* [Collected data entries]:
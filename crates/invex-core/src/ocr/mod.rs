//! OCR collaborator contract: tokens, input payloads, and the provider trait.
//!
//! The extraction engine consumes OCR output but never produces it. OCR
//! backends (remote vision services, local binaries) implement
//! [`OcrProvider`] in the surrounding application and hand the engine a
//! fully materialized [`OcrInput`] before extraction begins.

use serde::{Deserialize, Serialize};
use serde_json::Value;

use crate::error::{ExtractionError, OcrError};

/// A recognized text unit with an optional spatial position.
#[derive(Debug, Clone, PartialEq, Serialize, Deserialize)]
pub struct OcrToken {
    /// Recognized text content.
    pub text: String,

    /// Bounding box, when the OCR backend reports one.
    #[serde(
        default,
        alias = "boundingBox",
        skip_serializing_if = "Option::is_none"
    )]
    pub bounding_box: Option<BoundingBox>,
}

impl OcrToken {
    /// Token with text only, no spatial data.
    pub fn text_only(text: impl Into<String>) -> Self {
        Self {
            text: text.into(),
            bounding_box: None,
        }
    }
}

/// Axis-aligned bounding box in image coordinates.
#[derive(Debug, Clone, Copy, PartialEq, Serialize, Deserialize)]
pub struct BoundingBox {
    pub x: f32,
    pub y: f32,
    pub width: f32,
    pub height: f32,
}

/// One of the two input shapes the engine accepts.
#[derive(Debug, Clone, PartialEq, Serialize, Deserialize)]
#[serde(untagged)]
pub enum OcrInput {
    /// A single newline-delimited text block (reduced-capability path).
    Text(String),

    /// An ordered sequence of recognized tokens.
    Tokens(Vec<OcrToken>),
}

impl OcrInput {
    /// Build an input from an untyped JSON payload.
    ///
    /// Accepts a JSON string (raw text) or an array of token objects.
    /// Anything else is structurally invalid and fails the extraction
    /// call immediately.
    pub fn from_json(value: Value) -> Result<Self, ExtractionError> {
        match value {
            Value::String(text) => Ok(OcrInput::Text(text)),
            Value::Array(entries) => {
                let tokens: Vec<OcrToken> = entries
                    .into_iter()
                    .map(serde_json::from_value)
                    .collect::<Result<_, _>>()
                    .map_err(|e| {
                        ExtractionError::InvalidInput(format!("malformed token sequence: {e}"))
                    })?;
                Ok(OcrInput::Tokens(tokens))
            }
            other => Err(ExtractionError::InvalidInput(format!(
                "expected a text block or token sequence, got {}",
                json_type_name(&other)
            ))),
        }
    }

    /// Normalized, trimmed, non-empty lines in original order.
    pub fn lines(&self) -> Vec<String> {
        crate::extract::normalize(self)
    }
}

fn json_type_name(value: &Value) -> &'static str {
    match value {
        Value::Null => "null",
        Value::Bool(_) => "a boolean",
        Value::Number(_) => "a number",
        Value::String(_) => "a string",
        Value::Array(_) => "an array",
        Value::Object(_) => "an object",
    }
}

/// Capability-polymorphic OCR backend.
///
/// A remote vision service typically returns positioned tokens; a local
/// engine may only produce a flat text block. Both shapes feed the same
/// extraction engine.
pub trait OcrProvider {
    /// Human-readable provider name, used in logs and fallback messages.
    fn name(&self) -> &str;

    /// Run OCR on raw image bytes.
    fn recognize(&self, image: &[u8]) -> Result<OcrInput, OcrError>;
}

#[cfg(test)]
mod tests {
    use super::*;
    use serde_json::json;

    #[test]
    fn test_from_json_string() {
        let input = OcrInput::from_json(json!("Invoice No: 42")).unwrap();
        assert_eq!(input, OcrInput::Text("Invoice No: 42".to_string()));
    }

    #[test]
    fn test_from_json_tokens() {
        let input = OcrInput::from_json(json!([
            {"text": "Invoice No: 42"},
            {"text": "Total: 10.00", "boundingBox": {"x": 1.0, "y": 2.0, "width": 30.0, "height": 8.0}}
        ]))
        .unwrap();

        match input {
            OcrInput::Tokens(tokens) => {
                assert_eq!(tokens.len(), 2);
                assert_eq!(tokens[0].text, "Invoice No: 42");
                assert!(tokens[0].bounding_box.is_none());
                assert_eq!(tokens[1].bounding_box.unwrap().width, 30.0);
            }
            other => panic!("expected tokens, got {other:?}"),
        }
    }

    #[test]
    fn test_from_json_rejects_other_shapes() {
        assert!(OcrInput::from_json(json!(42)).is_err());
        assert!(OcrInput::from_json(json!({"text": "x"})).is_err());
        assert!(OcrInput::from_json(json!(null)).is_err());
    }

    #[test]
    fn test_from_json_rejects_malformed_tokens() {
        let err = OcrInput::from_json(json!([{"no_text": true}])).unwrap_err();
        assert!(err.to_string().contains("malformed token sequence"));
    }
}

* [PROBLEM STATEMENT]: Your task is to collect every line above that contains the word "ExtractionError".

* [EXPECTED ANSWER]:
use crate::error::{ExtractionError, OcrError};
    pub fn from_json(value: Value) -> Result<Self, ExtractionError> {
                        ExtractionError::InvalidInput(format!("malformed token sequence: {e}"))
            other => Err(ExtractionError::InvalidInput(format!(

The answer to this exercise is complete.